Private chat, event landing page

Chat moderation, admin console

Public chat

As a highly-anticipated feature of the Google Gather digital events platform, the public chat feature aimed to enhance user engagement during live events, enabling attendees to actively participate in real-time discussions in a public forum. Our design efforts addressed several challenges, including the development of measures to prevent abuse, such as admin tools for guest bans and a flagging system. We also designed a robust, intuitive admin portal for chat moderation.

Regarding visual design, one significant challenge was integrating the chat feature into the attendee view interface, as the previous watch page layout would require some major changes to house the new feature. I devised a solution by modifying the pre-existing sidebar to include a dedicated chat tab, ensuring chat content had a prominent position in the live session experience.
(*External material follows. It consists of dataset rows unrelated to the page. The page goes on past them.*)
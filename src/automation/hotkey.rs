//! Global start/stop hotkeys.
//!
//! F8 starts the purchase loop, F9 stops it. The listener thread only writes
//! the shared run state.

use anyhow::Result;

use crate::automation::state::RunStateCell;

pub const START_KEY_NAME: &str = "F8";
pub const STOP_KEY_NAME: &str = "F9";

/// Whether a `GetMessageW` return value carries a message.
///
/// 0 means WM_QUIT and -1 means the call failed; both end the loop.
#[cfg_attr(not(windows), allow(dead_code))]
pub fn message_received(ret: i32) -> bool {
    ret > 0
}

/// Spawns the listener thread and waits until both hotkeys are registered.
#[cfg(windows)]
pub fn spawn_hotkey_listener(run_state: RunStateCell) -> Result<()> {
    use anyhow::{anyhow, Context};
    use std::sync::mpsc;

    use windows::Win32::Foundation::HWND;
    use windows::Win32::UI::Input::KeyboardAndMouse::{
        RegisterHotKey, UnregisterHotKey, MOD_NOREPEAT, VK_F8, VK_F9,
    };
    use windows::Win32::UI::WindowsAndMessaging::{GetMessageW, MSG, WM_HOTKEY};

    use crate::automation::state::RunState;

    const HOTKEY_START: i32 = 1;
    const HOTKEY_STOP: i32 = 2;

    let (ready_tx, ready_rx) = mpsc::channel::<Result<(), String>>();

    std::thread::Builder::new()
        .name("hotkeys".to_string())
        .spawn(move || {
            // Hotkeys registered without a window post WM_HOTKEY to this thread's queue
            let registered = unsafe {
                RegisterHotKey(HWND::default(), HOTKEY_START, MOD_NOREPEAT, VK_F8.0 as u32)
                    .and_then(|_| {
                        RegisterHotKey(HWND::default(), HOTKEY_STOP, MOD_NOREPEAT, VK_F9.0 as u32)
                    })
            };
            if let Err(e) = registered {
                unsafe {
                    let _ = UnregisterHotKey(HWND::default(), HOTKEY_START);
                }
                let _ = ready_tx.send(Err(e.to_string()));
                return;
            }
            let _ = ready_tx.send(Ok(()));

            let mut msg = MSG::default();
            unsafe {
                loop {
                    let ret = GetMessageW(&mut msg, HWND::default(), 0, 0).0;
                    if !message_received(ret) {
                        if ret < 0 {
                            crate::log(&format!(
                                "Error: hotkey listener stopped: {}",
                                windows::core::Error::from_win32()
                            ));
                        }
                        break;
                    }
                    if msg.message != WM_HOTKEY {
                        continue;
                    }
                    match msg.wParam.0 as i32 {
                        HOTKEY_START => {
                            if run_state.start() != RunState::Running {
                                crate::log("Started");
                            }
                        }
                        HOTKEY_STOP => {
                            if run_state.stop() != RunState::Idle {
                                crate::log("Stopping after the current card");
                            }
                        }
                        _ => {}
                    }
                }
                let _ = UnregisterHotKey(HWND::default(), HOTKEY_START);
                let _ = UnregisterHotKey(HWND::default(), HOTKEY_STOP);
            }
        })
        .context("Failed to spawn hotkey thread")?;

    ready_rx
        .recv()
        .context("Hotkey thread exited before registering")?
        .map_err(|e| {
            anyhow!(
                "Failed to register {}/{} hotkeys: {}",
                START_KEY_NAME,
                STOP_KEY_NAME,
                e
            )
        })
}

#[cfg(not(windows))]
pub fn spawn_hotkey_listener(_run_state: RunStateCell) -> Result<()> {
    anyhow::bail!("global hotkeys are only supported on Windows")
}

#[cfg(test)]
mod tests {
    use super::*;

    #[test]
    fn test_message_loop_ends_on_quit_and_error() {
        assert!(message_received(1));
        assert!(!message_received(0));
        assert!(!message_received(-1));
    }
}
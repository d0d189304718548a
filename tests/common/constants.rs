//! Shared constants for end-to-end tests
//!
//! When test data changes (user credentials, timeouts, etc.),
//! update only this file.

// ============================================================================
// Test User Credentials
// ============================================================================

/// Test user email, owner of the kiosk schedule
pub const TEST_USER: &str = "user@example.com";

/// Test user password
pub const TEST_PASS: &str = "testpass123";

/// Id of the first user created in the test database
pub const TEST_USER_ID: usize = 1;

/// A second user, used to check isolation between tenants
pub const OTHER_USER: &str = "other@example.com";

/// Other user password
pub const OTHER_PASS: &str = "otherpass123";

// ============================================================================
// Test Media
// ============================================================================

/// Bytes uploaded as a video. The sniffer doesn't recognise them, so the
/// declared content type is trusted.
pub const TEST_VIDEO_BYTES: &[u8] = b"0123456789abcdefghijklmnopqrstuvwxyz";

/// Minimal JPEG header, enough for the thumbnail sniffer
pub const TEST_THUMBNAIL_BYTES: &[u8] =
    &[0xFF, 0xD8, 0xFF, 0xE0, 0, 0x10, b'J', b'F', b'I', b'F', 0, 1];

// ============================================================================
// Test Timeouts and Configuration
// ============================================================================

/// Maximum time to wait for server to become ready (milliseconds)
pub const SERVER_READY_TIMEOUT_MS: u64 = 5000;

/// Timeout for individual HTTP requests (seconds)
pub const REQUEST_TIMEOUT_SECS: u64 = 10;

/// Polling interval when waiting for server ready (milliseconds)
pub const SERVER_READY_POLL_INTERVAL_MS: u64 = 50;
//! End-to-end tests for the weekly schedule and attended playback

mod common;

use common::{TestClient, TestServer, TEST_USER_ID};
use reqwest::StatusCode;
use serde_json::{json, Value};

const DAYS: [&str; 7] = [
    "monday",
    "tuesday",
    "wednesday",
    "thursday",
    "friday",
    "saturday",
    "sunday",
];

#[tokio::test]
async fn test_schedule_created_on_first_read() {
    let server = TestServer::spawn().await;
    let client = TestClient::authenticated(server.base_url.clone()).await;

    let response = client.get_player_settings().await;
    assert_eq!(response.status(), StatusCode::OK);
    let settings: Value = response.json().await.unwrap();
    assert_eq!(settings["user_id"], TEST_USER_ID);
    assert_eq!(settings["loop_playlist"], false);
    for day in DAYS {
        assert!(settings[format!("{}_playlist_id", day)].is_null());
    }

    // Reading again returns the same row
    let again: Value = client.get_player_settings().await.json().await.unwrap();
    assert_eq!(again["id"], settings["id"]);
}

#[tokio::test]
async fn test_partial_schedule_update() {
    let server = TestServer::spawn().await;
    let client = TestClient::authenticated(server.base_url.clone()).await;
    let morning = client.create_test_playlist("Morning").await;
    let weekend = client.create_test_playlist("Weekend").await;

    let response = client
        .update_player_settings(json!({
            "monday_playlist_id": morning,
            "saturday_playlist_id": weekend,
            "loop_playlist": true,
        }))
        .await;
    assert_eq!(response.status(), StatusCode::OK);
    let settings: Value = response.json().await.unwrap();
    assert_eq!(settings["monday_playlist_id"], morning);
    assert_eq!(settings["saturday_playlist_id"], weekend);
    assert_eq!(settings["loop_playlist"], true);

    // Absent keys stay, explicit null clears
    let settings: Value = client
        .update_player_settings(json!({ "monday_playlist_id": null }))
        .await
        .json()
        .await
        .unwrap();
    assert!(settings["monday_playlist_id"].is_null());
    assert_eq!(settings["saturday_playlist_id"], weekend);
    assert_eq!(settings["loop_playlist"], true);
}

#[tokio::test]
async fn test_schedule_rejects_foreign_or_unknown_playlist() {
    let server = TestServer::spawn().await;
    let client = TestClient::authenticated(server.base_url.clone()).await;
    let other = TestClient::authenticated_other(server.base_url.clone()).await;
    let theirs = other.create_test_playlist("Theirs").await;

    let response = client
        .update_player_settings(json!({ "friday_playlist_id": theirs }))
        .await;
    assert_eq!(response.status(), StatusCode::NOT_FOUND);

    let response = client
        .update_player_settings(json!({ "friday_playlist_id": 9999 }))
        .await;
    assert_eq!(response.status(), StatusCode::NOT_FOUND);

    let settings: Value = client.get_player_settings().await.json().await.unwrap();
    assert!(settings["friday_playlist_id"].is_null());
}

#[tokio::test]
async fn test_schedule_rejects_unknown_fields() {
    let server = TestServer::spawn().await;
    let client = TestClient::authenticated(server.base_url.clone()).await;

    let response = client
        .update_player_settings(json!({ "funday_playlist_id": 1 }))
        .await;
    assert_eq!(response.status(), StatusCode::BAD_REQUEST);
}

#[tokio::test]
async fn test_schedules_are_per_user() {
    let server = TestServer::spawn().await;
    let client = TestClient::authenticated(server.base_url.clone()).await;
    let other = TestClient::authenticated_other(server.base_url.clone()).await;
    let mine = client.create_test_playlist("Mine").await;

    client
        .update_player_settings(json!({ "tuesday_playlist_id": mine }))
        .await;

    let theirs: Value = other.get_player_settings().await.json().await.unwrap();
    assert!(theirs["tuesday_playlist_id"].is_null());
}

#[tokio::test]
async fn test_today_resolves_bound_playlist() {
    let server = TestServer::spawn().await;
    let client = TestClient::authenticated(server.base_url.clone()).await;

    let today: Value = client.get_today().await.json().await.unwrap();
    let weekday = today["weekday"].as_str().unwrap().to_string();
    assert!(DAYS.contains(&weekday.as_str()));
    assert!(today["playlist_id"].is_null());

    let id = client.create_test_playlist("Today").await;
    let mut update = serde_json::Map::new();
    for day in DAYS {
        update.insert(format!("{}_playlist_id", day), json!(id));
    }
    client.update_player_settings(Value::Object(update)).await;

    let today: Value = client.get_today().await.json().await.unwrap();
    assert_eq!(today["playlist_id"], id);
}

#[tokio::test]
async fn test_attended_next_stops_without_loop() {
    let server = TestServer::spawn().await;
    let client = TestClient::authenticated(server.base_url.clone()).await;
    let a = client.upload_test_video("a.mp4").await;
    let b = client.upload_test_video("b.mp4").await;
    let id = client.create_test_playlist("Lobby").await;
    client.add_test_playlist_video(id, a).await;
    client.add_test_playlist_video(id, b).await;

    let body: Value = client.player_next(id, 0, "ended").await.json().await.unwrap();
    assert_eq!(body["next"], json!({ "play": 1 }));

    let body: Value = client.player_next(id, 1, "ended").await.json().await.unwrap();
    assert_eq!(body["next"], "stop");

    client
        .update_player_settings(json!({ "loop_playlist": true }))
        .await;
    let body: Value = client.player_next(id, 1, "error").await.json().await.unwrap();
    assert_eq!(body["next"], json!({ "play": 0 }));
}

#[tokio::test]
async fn test_attended_next_edge_cases() {
    let server = TestServer::spawn().await;
    let client = TestClient::authenticated(server.base_url.clone()).await;
    let id = client.create_test_playlist("Empty").await;

    let body: Value = client.player_next(id, 0, "ended").await.json().await.unwrap();
    assert_eq!(body["next"], "empty");

    let video = client.upload_test_video("a.mp4").await;
    client.add_test_playlist_video(id, video).await;
    let response = client.player_next(id, 5, "ended").await;
    assert_eq!(response.status(), StatusCode::BAD_REQUEST);

    let response = client.player_next(id, 0, "bored").await;
    assert_eq!(response.status(), StatusCode::BAD_REQUEST);

    let response = client.player_next(9999, 0, "ended").await;
    assert_eq!(response.status(), StatusCode::NOT_FOUND);
}
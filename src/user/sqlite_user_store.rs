use crate::sqlite_column;
use crate::sqlite_persistence::{
    open_versioned_db, Column, ForeignKey, ForeignKeyOnChange, SqlType, Table, VersionedSchema,
    DEFAULT_TIMESTAMP,
};
use crate::user::*;
use anyhow::{anyhow, Context, Result};
use rusqlite::{params, Connection, OptionalExtension, Row};
use std::{
    path::{Path, PathBuf},
    str::FromStr,
    sync::{Arc, Mutex, MutexGuard},
    time::SystemTime,
};
use tracing::debug;

/// V 0
const USER_TABLE_V_0: Table = Table {
    name: "user",
    columns: &[
        sqlite_column!(
            "id",
            &SqlType::Integer,
            is_primary_key = true,
            is_unique = true
        ),
        sqlite_column!("email", &SqlType::Text, non_null = true, is_unique = true),
        sqlite_column!(
            "created",
            &SqlType::Integer,
            default_value = Some(DEFAULT_TIMESTAMP)
        ),
    ],
    unique_constraints: &[],
    indices: &[("idx_user_email", "email")],
};
const AUTH_TOKEN_TABLE_V_0: Table = Table {
    name: "auth_token",
    columns: &[
        sqlite_column!(
            "user_id",
            &SqlType::Integer,
            non_null = true,
            foreign_key = Some(&ForeignKey {
                foreign_table: "user",
                foreign_column: "id",
                on_delete: ForeignKeyOnChange::Cascade,
            })
        ),
        sqlite_column!("value", &SqlType::Text, non_null = true, is_unique = true),
        sqlite_column!(
            "created",
            &SqlType::Integer,
            default_value = Some(DEFAULT_TIMESTAMP)
        ),
        sqlite_column!("last_used", &SqlType::Integer),
    ],
    unique_constraints: &[],
    indices: &[("idx_auth_token_value", "value")],
};
const USER_PASSWORD_CREDENTIALS_V_0: Table = Table {
    name: "user_password_credentials",
    columns: &[
        sqlite_column!(
            "user_id",
            &SqlType::Integer,
            non_null = true,
            is_unique = true,
            foreign_key = Some(&ForeignKey {
                foreign_table: "user",
                foreign_column: "id",
                on_delete: ForeignKeyOnChange::Cascade,
            })
        ),
        sqlite_column!("salt", &SqlType::Text, non_null = true),
        sqlite_column!("hash", &SqlType::Text, non_null = true),
        sqlite_column!("hasher", &SqlType::Text, non_null = true),
        sqlite_column!(
            "created",
            &SqlType::Integer,
            default_value = Some(DEFAULT_TIMESTAMP)
        ),
        sqlite_column!("last_tried", &SqlType::Integer),
        sqlite_column!("last_used", &SqlType::Integer),
    ],
    unique_constraints: &[],
    indices: &[],
};

pub const USER_VERSIONED_SCHEMAS: &[VersionedSchema] = &[VersionedSchema {
    version: 0,
    tables: &[
        USER_TABLE_V_0,
        AUTH_TOKEN_TABLE_V_0,
        USER_PASSWORD_CREDENTIALS_V_0,
    ],
    migration: None,
}];

const NOW_SECONDS: &str = "cast(strftime('%s','now') as int)";

#[derive(Clone)]
pub struct SqliteUserStore {
    conn: Arc<Mutex<Connection>>,
}

impl SqliteUserStore {
    pub fn new<T: AsRef<Path>>(db_path: T) -> Result<Self> {
        let conn = open_versioned_db(db_path, USER_VERSIONED_SCHEMAS)?;
        Ok(SqliteUserStore {
            conn: Arc::new(Mutex::new(conn)),
        })
    }

    /// Looks for a `user.db` in `/data/db`, then in the working directory and
    /// each of its ancestors.
    pub fn infer_path() -> Option<PathBuf> {
        let db_data_dir = PathBuf::from("/data/db/user.db");
        if db_data_dir.exists() {
            return Some(db_data_dir);
        }

        let mut current_dir = std::env::current_dir().ok()?;
        loop {
            let candidate = current_dir.join("user.db");
            if candidate.is_file() {
                return Some(candidate);
            }
            if let Some(parent) = current_dir.parent() {
                current_dir = parent.to_path_buf();
            } else {
                break;
            }
        }

        None
    }

    fn conn(&self) -> Result<MutexGuard<'_, Connection>> {
        self.conn
            .lock()
            .map_err(|_| anyhow!("User database connection poisoned"))
    }
}

fn system_time_from_column_result(value: i64) -> SystemTime {
    SystemTime::UNIX_EPOCH + std::time::Duration::from_secs(value.max(0) as u64)
}

fn auth_token_from_row(row: &Row) -> rusqlite::Result<AuthToken> {
    Ok(AuthToken {
        user_id: row.get(0)?,
        value: AuthTokenValue(row.get(1)?),
        created: system_time_from_column_result(row.get(2)?),
        last_used: row
            .get::<usize, Option<i64>>(3)?
            .map(system_time_from_column_result),
    })
}

impl UserStore for SqliteUserStore {
    fn create_user(&self, email: &str) -> Result<usize> {
        let conn = self.conn()?;
        conn.execute("INSERT INTO user (email) VALUES (?1)", params![email])
            .with_context(|| format!("Failed to create user {}", email))?;
        Ok(conn.last_insert_rowid() as usize)
    }

    fn get_user_email(&self, user_id: usize) -> Result<Option<String>> {
        let conn = self.conn()?;
        Ok(conn
            .query_row(
                "SELECT email FROM user WHERE id = ?1",
                params![user_id],
                |row| row.get(0),
            )
            .optional()?)
    }

    fn get_user_id(&self, email: &str) -> Result<Option<usize>> {
        let conn = self.conn()?;
        Ok(conn
            .query_row(
                "SELECT id FROM user WHERE email = ?1",
                params![email],
                |row| row.get(0),
            )
            .optional()?)
    }

    fn get_all_user_emails(&self) -> Result<Vec<String>> {
        let conn = self.conn()?;
        let mut stmt = conn.prepare("SELECT email FROM user ORDER BY id")?;
        let emails = stmt
            .query_map([], |row| row.get(0))?
            .collect::<Result<Vec<String>, _>>()?;
        Ok(emails)
    }
}

impl UserAuthTokenStore for SqliteUserStore {
    fn get_user_auth_token(&self, value: &AuthTokenValue) -> Result<Option<AuthToken>> {
        let conn = self.conn()?;
        Ok(conn
            .query_row(
                "SELECT user_id, value, created, last_used FROM auth_token WHERE value = ?1",
                params![value.0],
                auth_token_from_row,
            )
            .optional()?)
    }

    fn delete_user_auth_token(&self, token: &AuthTokenValue) -> Result<Option<AuthToken>> {
        let Some(token) = self.get_user_auth_token(token)? else {
            return Ok(None);
        };
        let conn = self.conn()?;
        let deleted = conn.execute(
            "DELETE FROM auth_token WHERE value = ?1",
            params![token.value.0],
        )?;
        Ok((deleted > 0).then_some(token))
    }

    fn update_user_auth_token_last_used_timestamp(&self, token: &AuthTokenValue) -> Result<()> {
        let conn = self.conn()?;
        conn.execute(
            &format!(
                "UPDATE auth_token SET last_used = {} WHERE value = ?1",
                NOW_SECONDS
            ),
            params![token.0],
        )?;
        Ok(())
    }

    fn add_user_auth_token(&self, token: AuthToken) -> Result<()> {
        let conn = self.conn()?;
        conn.execute(
            "INSERT INTO auth_token (value, user_id) VALUES (?1, ?2)",
            params![token.value.0, token.user_id],
        )?;
        Ok(())
    }

    fn get_all_user_auth_tokens(&self, email: &str) -> Result<Vec<AuthToken>> {
        let conn = self.conn()?;
        let mut stmt = conn.prepare(
            "SELECT user_id, value, created, last_used FROM auth_token \
             WHERE user_id = (SELECT id FROM user WHERE email = ?1) ORDER BY created",
        )?;
        let tokens = stmt
            .query_map(params![email], auth_token_from_row)?
            .collect::<Result<Vec<AuthToken>, _>>()?;
        Ok(tokens)
    }
}

impl UserAuthCredentialsStore for SqliteUserStore {
    fn get_user_auth_credentials(&self, email: &str) -> Result<Option<UserAuthCredentials>> {
        let Some(user_id) = self.get_user_id(email)? else {
            return Ok(None);
        };
        let conn = self.conn()?;
        let row = conn
            .query_row(
                "SELECT user_id, salt, hash, hasher, created, last_tried, last_used \
                 FROM user_password_credentials WHERE user_id = ?1",
                params![user_id],
                |row| {
                    Ok((
                        row.get::<usize, usize>(0)?,
                        row.get::<usize, String>(1)?,
                        row.get::<usize, String>(2)?,
                        row.get::<usize, String>(3)?,
                        row.get::<usize, i64>(4)?,
                        row.get::<usize, Option<i64>>(5)?,
                        row.get::<usize, Option<i64>>(6)?,
                    ))
                },
            )
            .optional()?;

        let email_password = match row {
            Some((user_id, salt, hash, hasher, created, last_tried, last_used)) => {
                let hasher = PlayHasher::from_str(&hasher)
                    .with_context(|| format!("Invalid hasher stored for user {}", user_id))?;
                Some(EmailPasswordCredentials {
                    user_id,
                    salt,
                    hash,
                    hasher,
                    created: system_time_from_column_result(created),
                    last_tried: last_tried.map(system_time_from_column_result),
                    last_used: last_used.map(system_time_from_column_result),
                })
            }
            None => None,
        };

        Ok(Some(UserAuthCredentials {
            user_id,
            email_password,
        }))
    }

    fn update_user_auth_credentials(&self, credentials: UserAuthCredentials) -> Result<()> {
        let conn = self.conn()?;
        let user_id = credentials.user_id;
        match credentials.email_password.as_ref() {
            Some(password_credentials) => {
                let updated = conn.execute(
                    "UPDATE user_password_credentials SET salt = ?1, hash = ?2, hasher = ?3 \
                     WHERE user_id = ?4",
                    params![
                        password_credentials.salt,
                        password_credentials.hash,
                        password_credentials.hasher.to_string(),
                        user_id
                    ],
                )?;
                if updated == 0 {
                    conn.execute(
                        "INSERT INTO user_password_credentials (salt, hash, hasher, user_id) \
                         VALUES (?1, ?2, ?3, ?4)",
                        params![
                            password_credentials.salt,
                            password_credentials.hash,
                            password_credentials.hasher.to_string(),
                            user_id
                        ],
                    )?;
                }
            }
            None => {
                conn.execute(
                    "DELETE FROM user_password_credentials WHERE user_id = ?1",
                    params![user_id],
                )?;
            }
        };
        Ok(())
    }

    fn touch_password_credentials(&self, user_id: usize, succeeded: bool) -> Result<()> {
        let conn = self.conn()?;
        let sql = if succeeded {
            format!(
                "UPDATE user_password_credentials SET last_tried = {0}, last_used = {0} \
                 WHERE user_id = ?1",
                NOW_SECONDS
            )
        } else {
            format!(
                "UPDATE user_password_credentials SET last_tried = {} WHERE user_id = ?1",
                NOW_SECONDS
            )
        };
        let updated = conn.execute(&sql, params![user_id])?;
        debug!("touch_password_credentials({user_id}, {succeeded}) updated {updated} rows");
        Ok(())
    }
}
Additionally, we implemented an unseen content notification badge to highlight important information within the other tabs.

Launched in 2021, and enhanced throughout 2022.

Desktop view, with the sidebar expanded to show the active chat feed taking place during a live session

Ensuring safe and positive interactions

We recognized the importance of maintaining a safe and positive environment for attendees at Google Gather events, safeguarding them from inappropriate or offensive content. To achieve this, we implemented a system that allowed the community to actively participate in reporting inappropriate messages. I designed a system for attendees to flag messages, notifying admins for swift action. I also designed an efficient moderation system that empowered admins to maintain event quality without disrupting their workflow.

An excerpt from the annotated designs, which show the interactions involved in the message flagging process.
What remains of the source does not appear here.